Arif Kocaman

Personal information
- Date of birth: 14 September 2003 (age 22)
- Place of birth: Tavşanlı, Turkey
- Height: 1.84 m (6 ft 0 in)
- Position: Centre-back

Team information
- Current team: Sakaryaspor (on loan from Kayserispor)
- Number: 43

Youth career
- 2013–2017: Tavşanlı Linyitspor
- 2017–2021: Sakaryaspor

Senior career*
- Years: Team / Apps / (Gls)
- 2021–2022: Sakaryaspor / 1 / (0)
- 2022–: Kayserispor / 48 / (2)
- 2026-: → Sakaryaspor (loan) / 12 / (0)

International career^{‡}
- 2022–: Turkey U21 / 1 / (0)

= Arif Kocaman =

Turkish footballer

Arif Kocaman (born 14 September 2003) is a Turkish professional footballer who plays as a centre-back for Sakaryaspor on loan from Kayserispor.

==Professional career==
Kocaman is a youth product of Tavşanlı Linyitspor and Sakaryaspor.

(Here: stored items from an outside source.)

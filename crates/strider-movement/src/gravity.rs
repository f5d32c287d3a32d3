//! Gravity sources and their replication
//!
//! A character's gravity comes from one of three sources, in priority order:
//! a custom direction, an attractor point, or the world's default Z gravity.
//! The magnitude always comes from the world gravity scaled by
//! `gravity_scale`; the scale's sign can flip the direction.

use glam::Vec3;
use serde::{Deserialize, Serialize};
use strider_core::math::{safe_normal, sign};

use crate::config::MovementConfig;

/// Gravity change sent from the authority to remote copies of a character.
#[derive(Debug, Clone, Copy, PartialEq, Serialize, Deserialize)]
pub enum GravityMessage {
    SetCustomDirection(Vec3),
    ClearCustomDirection,
    SetPoint(Vec3),
    ClearPoint,
    SetScale(f32),
}

#[derive(Debug, Clone)]
pub struct GravityModel {
    world_gravity_z: f32,
    scale: f32,
    custom_direction: Vec3,
    point: Option<Vec3>,
    replication_disabled: bool,

    dirty_custom_direction: bool,
    sent_point: Option<Vec3>,
    sent_scale: f32,
    outbox: Vec<GravityMessage>,
}

impl GravityModel {
    pub fn new(config: &MovementConfig) -> Self {
        let custom_direction = safe_normal(config.custom_gravity_direction);
        Self {
            world_gravity_z: config.world_gravity_z,
            scale: config.gravity_scale,
            custom_direction,
            point: config.gravity_point,
            replication_disabled: config.disable_gravity_replication,
            dirty_custom_direction: custom_direction != Vec3::ZERO,
            sent_point: None,
            sent_scale: 1.0,
            outbox: Vec::new(),
        }
    }

    /// Gravity acceleration at `location`.
    pub fn gravity(&self, location: Vec3) -> Vec3 {
        let magnitude = self.world_gravity_z.abs() * self.scale;
        if self.custom_direction != Vec3::ZERO {
            return self.custom_direction * magnitude;
        }
        if let Some(point) = self.point {
            let toward = point - location;
            if toward != Vec3::ZERO {
                return safe_normal(toward) * magnitude;
            }
        }
        Vec3::new(0.0, 0.0, self.world_gravity_z * self.scale)
    }

    /// Unit gravity direction at `location`.
    ///
    /// With `avoid_zero` the result is never zero, even when the scale or
    /// world gravity is zero.
    pub fn direction(&self, location: Vec3, avoid_zero: bool) -> Vec3 {
        if self.scale != 0.0 {
            let scale_sign = sign(self.scale);
            if self.custom_direction != Vec3::ZERO {
                return self.custom_direction * scale_sign;
            }
            if let Some(point) = self.point {
                let toward = point - location;
                if !avoid_zero || toward != Vec3::ZERO {
                    return safe_normal(toward) * scale_sign;
                }
            }
            if avoid_zero || self.world_gravity_z != 0.0 {
                return Vec3::new(0.0, 0.0, sign(self.world_gravity_z) * scale_sign);
            }
        } else if avoid_zero {
            if self.custom_direction != Vec3::ZERO {
                return self.custom_direction;
            }
            if let Some(point) = self.point {
                let toward = point - location;
                if toward != Vec3::ZERO {
                    return safe_normal(toward);
                }
            }
            return Vec3::new(0.0, 0.0, sign(self.world_gravity_z));
        }
        Vec3::ZERO
    }

    pub fn magnitude(&self) -> f32 {
        (self.world_gravity_z * self.scale).abs()
    }

    pub fn world_gravity_z(&self) -> f32 {
        self.world_gravity_z
    }

    pub fn scale(&self) -> f32 {
        self.scale
    }

    pub fn custom_direction(&self) -> Vec3 {
        self.custom_direction
    }

    pub fn point(&self) -> Option<Vec3> {
        self.point
    }

    /// Set the custom direction. A zero vector falls back to the other sources.
    pub fn set_direction(&mut self, direction: Vec3) {
        self.set_custom_direction(safe_normal(direction));
    }

    fn set_custom_direction(&mut self, direction: Vec3) {
        if self.custom_direction != direction {
            self.dirty_custom_direction = true;
        }
        self.custom_direction = direction;
    }

    pub fn set_point(&mut self, point: Option<Vec3>) {
        self.point = point;
    }

    pub fn set_scale(&mut self, scale: f32) {
        self.scale = scale;
    }

    /// Point gravity at `-floor_normal`, used by align-custom-gravity-to-floor.
    pub fn align_to_floor(&mut self, floor_impact_normal: Vec3) {
        self.set_custom_direction(-floor_impact_normal);
    }

    /// Queue replication of whatever changed since the last call.
    ///
    /// At most one message per source is queued, so several changes between
    /// updates collapse into one.
    pub fn replicate(&mut self) {
        if self.replication_disabled {
            return;
        }
        if self.dirty_custom_direction {
            self.outbox.push(if self.custom_direction != Vec3::ZERO {
                GravityMessage::SetCustomDirection(self.custom_direction)
            } else {
                GravityMessage::ClearCustomDirection
            });
            self.dirty_custom_direction = false;
        }
        if self.sent_point != self.point {
            self.outbox.push(match self.point {
                Some(point) => GravityMessage::SetPoint(point),
                None => GravityMessage::ClearPoint,
            });
            self.sent_point = self.point;
        }
        if self.sent_scale != self.scale {
            self.outbox.push(GravityMessage::SetScale(self.scale));
            self.sent_scale = self.scale;
        }
    }

    /// Take the queued replication messages.
    pub fn drain_messages(&mut self) -> Vec<GravityMessage> {
        std::mem::take(&mut self.outbox)
    }

    /// Apply a message received from the authority.
    pub fn apply_message(&mut self, message: GravityMessage) {
        match message {
            GravityMessage::SetCustomDirection(direction) => self.set_custom_direction(direction),
            GravityMessage::ClearCustomDirection => self.set_custom_direction(Vec3::ZERO),
            GravityMessage::SetPoint(point) => self.point = Some(point),
            GravityMessage::ClearPoint => self.point = None,
            GravityMessage::SetScale(scale) => self.scale = scale,
        }
    }
}

#[cfg(test)]
mod tests {
    use super::*;

    fn model() -> GravityModel {
        GravityModel::new(&MovementConfig::default())
    }

    #[test]
    fn test_world_default() {
        let gravity = model();
        assert_eq!(gravity.gravity(Vec3::ZERO), Vec3::new(0.0, 0.0, -980.0));
        assert_eq!(gravity.direction(Vec3::ZERO, false), -Vec3::Z);
        assert_eq!(gravity.magnitude(), 980.0);
    }

    #[test]
    fn test_custom_direction_is_normalized() {
        let mut gravity = model();
        gravity.set_direction(Vec3::new(2.0, 0.0, 0.0));
        assert_eq!(gravity.direction(Vec3::ZERO, true), Vec3::X);
        assert!((gravity.gravity(Vec3::ZERO) - Vec3::new(980.0, 0.0, 0.0)).length() < 1.0e-3);
        gravity.set_direction(Vec3::ZERO);
        assert_eq!(gravity.direction(Vec3::ZERO, true), -Vec3::Z);
    }

    #[test]
    fn test_point_gravity() {
        let mut gravity = model();
        gravity.set_point(Some(Vec3::new(0.0, 0.0, -1000.0)));
        let dir = gravity.direction(Vec3::new(1000.0, 0.0, -1000.0), true);
        assert!((dir + Vec3::X).length() < 1.0e-5);
        // At the attractor itself only the avoid-zero variant falls back
        assert_eq!(gravity.direction(Vec3::new(0.0, 0.0, -1000.0), false), Vec3::ZERO);
        assert_eq!(gravity.direction(Vec3::new(0.0, 0.0, -1000.0), true), -Vec3::Z);
    }

    #[test]
    fn test_negative_scale_flips_direction() {
        let mut gravity = model();
        gravity.set_scale(-1.0);
        assert_eq!(gravity.direction(Vec3::ZERO, false), Vec3::Z);
        assert_eq!(gravity.gravity(Vec3::ZERO), Vec3::new(0.0, 0.0, 980.0));
    }

    #[test]
    fn test_avoid_zero_always_unit() {
        let mut gravity = model();
        gravity.set_scale(0.0);
        assert_eq!(gravity.direction(Vec3::ZERO, false), Vec3::ZERO);
        let dir = gravity.direction(Vec3::ZERO, true);
        assert!((dir.length() - 1.0).abs() < 1.0e-6);

        let config = MovementConfig {
            world_gravity_z: 0.0,
            ..Default::default()
        };
        let zero_world = GravityModel::new(&config);
        assert_eq!(zero_world.direction(Vec3::ZERO, false), Vec3::ZERO);
        assert_eq!(zero_world.direction(Vec3::ZERO, true), -Vec3::Z);
    }

    #[test]
    fn test_replication_coalesces_changes() {
        let mut gravity = model();
        gravity.set_direction(Vec3::X);
        gravity.set_direction(Vec3::Y);
        gravity.set_point(Some(Vec3::ONE));
        gravity.set_scale(2.0);
        gravity.replicate();
        let messages = gravity.drain_messages();
        assert_eq!(
            messages,
            vec![
                GravityMessage::SetCustomDirection(Vec3::Y),
                GravityMessage::SetPoint(Vec3::ONE),
                GravityMessage::SetScale(2.0),
            ]
        );

        gravity.replicate();
        assert!(gravity.drain_messages().is_empty());

        gravity.set_direction(Vec3::ZERO);
        gravity.set_point(None);
        gravity.replicate();
        assert_eq!(
            gravity.drain_messages(),
            vec![GravityMessage::ClearCustomDirection, GravityMessage::ClearPoint]
        );
    }

    #[test]
    fn test_replication_disabled() {
        let config = MovementConfig {
            disable_gravity_replication: true,
            ..Default::default()
        };
        let mut gravity = GravityModel::new(&config);
        gravity.set_direction(Vec3::X);
        gravity.replicate();
        assert!(gravity.drain_messages().is_empty());
    }

    #[test]
    fn test_apply_message() {
        let mut gravity = model();
        gravity.apply_message(GravityMessage::SetCustomDirection(Vec3::X));
        gravity.apply_message(GravityMessage::SetScale(0.5));
        assert_eq!(gravity.direction(Vec3::ZERO, true), Vec3::X);
        assert!((gravity.gravity(Vec3::ZERO).x - 490.0).abs() < 1.0e-3);
        gravity.apply_message(GravityMessage::ClearCustomDirection);
        assert_eq!(gravity.direction(Vec3::ZERO, true), -Vec3::Z);
    }
}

He signed his first professional contract with Sakaryaspor in May 2021, and made an appearance with them in the TFF Second League. He transferred to the Süper Lig club Kayserispor in January 2022, signing a 4-year contract. He made his professional debut with Kayserispor as a late substitute in a 3–0 Süper Lig win over Yeni Malatyaspor on 14 May 2022.

==International career==
Kocaman was first called up to the Turkey U21s for a set of matches in September 2022.